• **What is expected**
Would you print all of the entries word for word?

• **The records**
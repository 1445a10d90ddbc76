//! Route definitions for the DocTrack HTTP API.
//!
//! The router receives `AppState` and passes it to all handlers via
//! Axum's `State` extractor.

use axum::{
    Router,
    extract::DefaultBodyLimit,
    middleware as axum_middleware,
    routing::{get, post},
};
use tower_http::trace::TraceLayer;

use crate::handlers;
use crate::middleware;
use crate::state::AppState;

/// Build the complete Axum router with all routes and middleware.
pub fn build_router(state: AppState) -> Router {
    let max_body = state.config.server.max_body_bytes;

    Router::new()
        .merge(callback_routes())
        .merge(document_routes())
        .route("/health", get(handlers::health::health))
        .layer(DefaultBodyLimit::max(max_body))
        .layer(TraceLayer::new_for_http())
        .layer(axum_middleware::from_fn(middleware::logging::request_logging))
        .with_state(state)
}

fn callback_routes() -> Router<AppState> {
    Router::new().route("/track", post(handlers::track::track))
}

fn document_routes() -> Router<AppState> {
    Router::new()
        .route("/download", get(handlers::download::download))
        .route("/history", get(handlers::history::history_file))
        .route("/history/versions", get(handlers::history::list_versions))
}
//! Request/response logging middleware.

use std::time::Instant;

use axum::extract::Request;
use axum::middleware::Next;
use axum::response::Response;
use tracing::info;

/// Logs request method, path, status, and duration.
pub async fn request_logging(request: Request, next: Next) -> Response {
    let method = request.method().clone();
    let uri = request.uri().clone();
    let start = Instant::now();

    let response = next.run(request).await;

    info!(
        method = %method,
        path = %uri.path(),
        status = %response.status().as_u16(),
        duration_ms = %start.elapsed().as_millis(),
        "HTTP request"
    );

    response
}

• **Output below**
repository 1445a10d90ddbc76
//! Route definitions for the DocTrack HTTP API.
//!
//! The router receives `AppState` and passes it to all handlers via
//! Axum's `State` extractor.

use axum::{
    Router,
    extract::DefaultBodyLimit,
    middleware as axum_middleware,
    routing::{get, post},
};
use tower_http::trace::TraceLayer;

use crate::handlers;
use crate::middleware;
use crate::state::AppState;

/// Build the complete Axum router with all routes and middleware.
pub fn build_router(state: AppState) -> Router {
    let max_body = state.config.server.max_body_bytes;

    Router::new()
        .merge(callback_routes())
        .merge(document_routes())
        .route("/health", get(handlers::health::health))
        .layer(DefaultBodyLimit::max(max_body))
        .layer(TraceLayer::new_for_http())
        .layer(axum_middleware::from_fn(middleware::logging::request_logging))
        .with_state(state)
}

fn callback_routes() -> Router<AppState> {
    Router::new().route("/track", post(handlers::track::track))
}

fn document_routes() -> Router<AppState> {
    Router::new()
        .route("/download", get(handlers::download::download))
        .route("/history", get(handlers::history::history_file))
        .route("/history/versions", get(handlers::history::list_versions))
}
//! Request/response logging middleware.

use std::time::Instant;

use axum::extract::Request;
use axum::middleware::Next;
use axum::response::Response;
use tracing::info;

/// Logs request method, path, status, and duration.
pub async fn request_logging(request: Request, next: Next) -> Response {
    let method = request.method().clone();
    let uri = request.uri().clone();
    let start = Instant::now();

    let response = next.run(request).await;

    info!(
        method = %method,
        path = %uri.path(),
        status = %response.status().as_u16(),
        duration_ms = %start.elapsed().as_millis(),
        "HTTP request"
    );

    response
}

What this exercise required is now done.